Market Illiquidity; Volatility. Although the Bolsa Mexicana de Valores, S.A. de CV. (the “Mexican Stock Exchange” or “Bolsa”) is one of the largest stock markets within the Latin American region with, a market capitalization of US$444 billion as of October 31st, 2008, it is smaller, less liquid and more volatile than the major securities markets of the United States. The Mexbol Index is highly concentrated in a few issuers: thirty-six out of a total of 125. America Movil (“AMX”) accounts for 20% of the Mexbol Index’s aggregate market capitalization, while no single stock issue accounts for more than 8% of the aggregate market capitalization of the NASDAQ or the DOW JONES. Thus, the performance of the Mexican Stock Exchange, as further described below, is highly dependent on the performance of a few issuers. Additionally, the prices of stocks traded on the Mexican Stock Exchange are generally more volatile than the prices of stocks traded on the NYSE. The combination of price volatility and the relatively limited liquidity of the Mexican Stock Exchange may have an adverse impact on the investment performance of the Fund.

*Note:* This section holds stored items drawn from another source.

use thiserror::Error;
use uuid::Uuid;

use crate::models::DecisionStatus;

#[derive(Error, Debug, PartialEq, Eq)]
pub enum LedgerError {
    #[error("Duplicate project id: {0}")]
    DuplicateProject(Uuid),

    #[error("Duplicate decision id: {0}")]
    DuplicateDecision(Uuid),

    #[error("User {user_id} is a member of project {project_id} more than once")]
    DuplicateMember { project_id: Uuid, user_id: String },

    #[error("Member {user_id} references unknown project {project_id}")]
    MemberWithoutProject { project_id: Uuid, user_id: String },

    #[error("Decision {decision_id} references unknown project {project_id}")]
    DecisionWithoutProject { decision_id: Uuid, project_id: Uuid },

    #[error("Decision {decision_id} supersedes unknown decision {supersedes_id}")]
    UnknownSupersededDecision { decision_id: Uuid, supersedes_id: Uuid },

    #[error("Decision {0} cannot supersede itself")]
    SelfSupersession(Uuid),

    #[error("Decision {decision_id} supersedes {supersedes_id} from a different project")]
    CrossProjectSupersession { decision_id: Uuid, supersedes_id: Uuid },

    #[error("Decision {0} is superseded but nothing supersedes it")]
    OrphanedSupersession(Uuid),

    #[error("Illegal status transition from {from} to {to}")]
    IllegalTransition {
        from: DecisionStatus,
        to: DecisionStatus,
    },

    #[error("Unknown {kind}: {value}")]
    UnknownVariant { kind: &'static str, value: String },

    #[error("Invalid timestamp: {0}")]
    InvalidTimestamp(String),

    #[error("{0} days back is outside the storable timestamp range")]
    TimestampOutOfRange(u32),
}
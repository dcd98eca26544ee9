//! Configuration for seeding runs.

use serde::{Deserialize, Serialize};

use crate::db::WriteMode;

/// DynamoDB Local's default address.
pub const DEFAULT_ENDPOINT: &str = "http://localhost:8000";
pub const DEFAULT_TABLE: &str = "decision-ledger";
pub const DEFAULT_REGION: &str = "us-east-1";
pub const DEFAULT_MAX_ATTEMPTS: u32 = 3;

/// Configuration for a seeding run.
#[derive(Debug, Clone, PartialEq, Eq, Serialize, Deserialize)]
pub struct SeedConfig {
    /// Endpoint override for a local emulator. `None` targets AWS itself.
    pub endpoint: Option<String>,

    /// Table to write to. It must already exist.
    pub table_name: String,

    pub region: String,

    /// Attempts per request, first try included, before a throttled or
    /// transient failure is given up on.
    pub max_attempts: u32,

    /// Seed for reproducible ids. When set, writes only create missing items.
    pub seed: Option<u64>,

    /// Build and print the records without writing anything.
    pub dry_run: bool,
}

impl Default for SeedConfig {
    fn default() -> Self {
        Self {
            endpoint: Some(DEFAULT_ENDPOINT.to_string()),
            table_name: DEFAULT_TABLE.to_string(),
            region: DEFAULT_REGION.to_string(),
            max_attempts: DEFAULT_MAX_ATTEMPTS,
            seed: None,
            dry_run: false,
        }
    }
}

impl SeedConfig {
    /// Seeded runs address the same items every time, so they must not
    /// overwrite. Unseeded runs always create new items.
    pub fn write_mode(&self) -> WriteMode {
        if self.seed.is_some() {
            WriteMode::IfAbsent
        } else {
            WriteMode::Overwrite
        }
    }
}
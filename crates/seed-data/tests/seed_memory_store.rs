//! End-to-end seeding against the in-memory store.
//!
//! These tests run the same path as the `seed` binary, minus the DynamoDB
//! client: build the sample ledger, write it through a [`Seeder`], then read
//! the items back and check the relationships between them.

use std::collections::HashSet;
use std::sync::atomic::{AtomicUsize, Ordering};

use async_trait::async_trait;
use ledger::LedgerIndex;
use ledger::schema::{ATTR_ENTITY_TYPE, EntityType, parse_project_pk};
use seed_data::db::{Item, PutOutcome, StoreError};
use seed_data::prelude::*;

const TABLE: &str = "decision-ledger";

fn entity_items(items: &[Item], entity_type: EntityType) -> Vec<&Item> {
    items
        .iter()
        .filter(|item| {
            item.get(ATTR_ENTITY_TYPE)
                .and_then(|v| v.as_s().ok())
                .is_some_and(|s| s == entity_type.as_str())
        })
        .collect()
}

struct Stored {
    projects: Vec<Project>,
    members: Vec<(String, ProjectMember)>,
    decisions: Vec<Decision>,
}

async fn read_back(store: &MemoryStore) -> Stored {
    let items = store.items(TABLE).await.unwrap();

    let projects = entity_items(&items, EntityType::Project)
        .into_iter()
        .map(|item| Project::from_item(item).unwrap())
        .collect();
    let members = entity_items(&items, EntityType::ProjectMember)
        .into_iter()
        .map(|item| {
            let pk = item["PK"].as_s().unwrap().clone();
            (pk, ProjectMember::from_item(item).unwrap())
        })
        .collect();
    let decisions = entity_items(&items, EntityType::Decision)
        .into_iter()
        .map(|item| Decision::from_item(item).unwrap())
        .collect();

    Stored {
        projects,
        members,
        decisions,
    }
}

/// Fails the n-th put (1-based) and forwards every other put.
struct FailingStore {
    inner: MemoryStore,
    fail_on: usize,
    calls: AtomicUsize,
}

#[async_trait]
impl ItemStore for FailingStore {
    async fn put_item(
        &self,
        table: &str,
        item: Item,
        mode: WriteMode,
    ) -> Result<PutOutcome, StoreError> {
        let call = self.calls.fetch_add(1, Ordering::SeqCst) + 1;
        if call == self.fail_on {
            return Err(StoreError::Rejected(
                "ProvisionedThroughputExceededException".to_string(),
            ));
        }
        self.inner.put_item(table, item, mode).await
    }
}

#[tokio::test]
async fn test_seed_empty_table() {
    let store = MemoryStore::with_table(TABLE);
    let result = build_and_submit(&store, TABLE).await.unwrap();

    assert_eq!(result.writes.written, 10);
    assert_eq!(store.len(TABLE).await.unwrap(), 10);

    let stored = read_back(&store).await;
    assert_eq!(stored.projects.len(), 2);
    assert_eq!(stored.members.len(), 4);
    assert_eq!(stored.decisions.len(), 4);

    let project_ids: HashSet<_> = stored.projects.iter().map(|p| p.id).collect();
    let decision_ids: HashSet<_> = stored.decisions.iter().map(|d| d.id).collect();
    assert_eq!(project_ids.len(), 2);
    assert_eq!(decision_ids.len(), 4);

    for (pk, member) in &stored.members {
        assert_eq!(parse_project_pk(pk), Some(member.project_id));
        assert!(project_ids.contains(&member.project_id));
    }
}

#[tokio::test]
async fn test_supersession_pair_is_linked() {
    let store = MemoryStore::with_table(TABLE);
    let result = build_and_submit(&store, TABLE).await.unwrap();
    let stored = read_back(&store).await;

    let superseded: Vec<_> = stored
        .decisions
        .iter()
        .filter(|d| d.status == DecisionStatus::Superseded)
        .collect();
    assert_eq!(superseded.len(), 1);
    let original = superseded[0];

    let successors: Vec<_> = stored
        .decisions
        .iter()
        .filter(|d| d.supersedes_id == Some(original.id))
        .collect();
    assert_eq!(successors.len(), 1);
    let replacement = successors[0];
    assert_ne!(replacement.id, original.id);
    assert_eq!(replacement.project_id, original.project_id);

    // Decision 1 is the original, decision 4 the replacement
    assert_eq!(original.id, result.decisions[0].id);
    assert_eq!(replacement.id, result.decisions[3].id);
    for earlier in [
        original.created_at,
        original.updated_at,
        original.source_timestamp,
    ] {
        for later in [
            replacement.created_at,
            replacement.updated_at,
            replacement.source_timestamp,
        ] {
            assert!(earlier < later);
        }
    }

    let found = store
        .query_index(TABLE, LedgerIndex::Supersedes, &original.id.to_string())
        .await
        .unwrap();
    assert_eq!(found.len(), 1);
    assert_eq!(Decision::from_item(&found[0]).unwrap().id, replacement.id);
}

#[tokio::test]
async fn test_status_index_matches_status() {
    let store = MemoryStore::with_table(TABLE);
    let result = build_and_submit(&store, TABLE).await.unwrap();

    for decision in &result.decisions {
        let item = store
            .get(TABLE, &decision.pk(), "METADATA")
            .await
            .unwrap()
            .unwrap();
        let expected = format!("{}#{}", decision.status.as_str(), decision.project_id);
        assert_eq!(item["gsi3_pk"].as_s().unwrap(), &expected);
    }

    let backend = &result.projects[0];
    let confirmed = store
        .query_index(
            TABLE,
            LedgerIndex::StatusFilter,
            &format!("confirmed#{}", backend.id),
        )
        .await
        .unwrap();
    let summaries: Vec<_> = confirmed
        .iter()
        .map(|item| item["summary"].as_s().unwrap().as_str())
        .collect();
    assert_eq!(
        summaries,
        vec!["Use DynamoDB for the new service", "Launch date moved to April 1st"]
    );
}

#[tokio::test]
async fn test_user_projects_index() {
    let store = MemoryStore::with_table(TABLE);
    let result = build_and_submit(&store, TABLE).await.unwrap();

    let memberships = store
        .query_index(TABLE, LedgerIndex::UserProjects, "U001")
        .await
        .unwrap();
    let projects: HashSet<_> = memberships
        .iter()
        .map(|item| item["PK"].as_s().unwrap().clone())
        .collect();
    let expected: HashSet<_> = result.projects.iter().map(|p| p.pk()).collect();
    assert_eq!(projects, expected);
}

#[tokio::test]
async fn test_reruns_duplicate() {
    let store = MemoryStore::with_table(TABLE);
    let runs = 3;
    for _ in 0..runs {
        build_and_submit(&store, TABLE).await.unwrap();
    }

    let stored = read_back(&store).await;
    assert_eq!(stored.projects.len(), 2 * runs);
    assert_eq!(stored.members.len(), 4 * runs);
    assert_eq!(stored.decisions.len(), 4 * runs);
}

#[tokio::test]
async fn test_seeded_reruns_converge() {
    let store = MemoryStore::with_table(TABLE);
    let seeder = Seeder::new(&store, TABLE).with_write_mode(WriteMode::IfAbsent);

    let first = ScenarioBuilder::new()
        .with_seed(12345)
        .build(&seeder)
        .await
        .unwrap();
    let second = ScenarioBuilder::new()
        .with_seed(12345)
        .build(&seeder)
        .await
        .unwrap();

    assert_eq!(first.writes, WriteTally { written: 10, skipped: 0 });
    assert_eq!(second.writes, WriteTally { written: 0, skipped: 10 });
    assert_eq!(store.len(TABLE).await.unwrap(), 10);
    assert_eq!(first.projects[0].id, second.projects[0].id);
}

#[tokio::test]
async fn test_failure_aborts_remaining_writes() {
    let store = FailingStore {
        inner: MemoryStore::with_table(TABLE),
        fail_on: 4,
        calls: AtomicUsize::new(0),
    };
    let seeder = Seeder::new(&store, TABLE);

    let err = ScenarioBuilder::new().build(&seeder).await.unwrap_err();
    assert!(matches!(err, SeedError::Store(StoreError::Rejected(_))));

    // Both projects and the first member made it; nothing is rolled back
    assert_eq!(store.calls.load(Ordering::SeqCst), 4);
    assert_eq!(store.inner.len(TABLE).await.unwrap(), 3);
    let stored = read_back(&store.inner).await;
    assert_eq!(stored.projects.len(), 2);
    assert_eq!(stored.members.len(), 1);
    assert!(stored.decisions.is_empty());
}

#[tokio::test]
async fn test_missing_table_writes_nothing() {
    let store = MemoryStore::new();
    let err = build_and_submit(&store, TABLE).await.unwrap_err();
    assert!(matches!(err, SeedError::Store(StoreError::TableNotFound(_))));
}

Market Corrections. Year-to-date through October 31, 2008, the Mexbol Index registered a 40.9% loss in dollar terms and a 48% decline from its high on May 31st due to volatility in global markets caused by the U.S. financial crisis. In nominal terms, the Mexbol Index registered a 30.8% loss for the same period. The market’s sell-off has resulted in a Mexbol 12-month forward P/E ratio of 8.9x, an all-time low and below its historic mean of 11.8x. On other measures, the Mexbol Index’s Price/Book value of 1.7x is also below the 2.3x historical average. However, due to the high concentration of investors, issuers and intermediaries in the Mexican securities market, the Mexican stock market may be subject to further corrections that are more pronounced than those of more broad-based markets. As is the case with investing in any securities market, there can be no assurance that there will be no repetition of similar market corrections.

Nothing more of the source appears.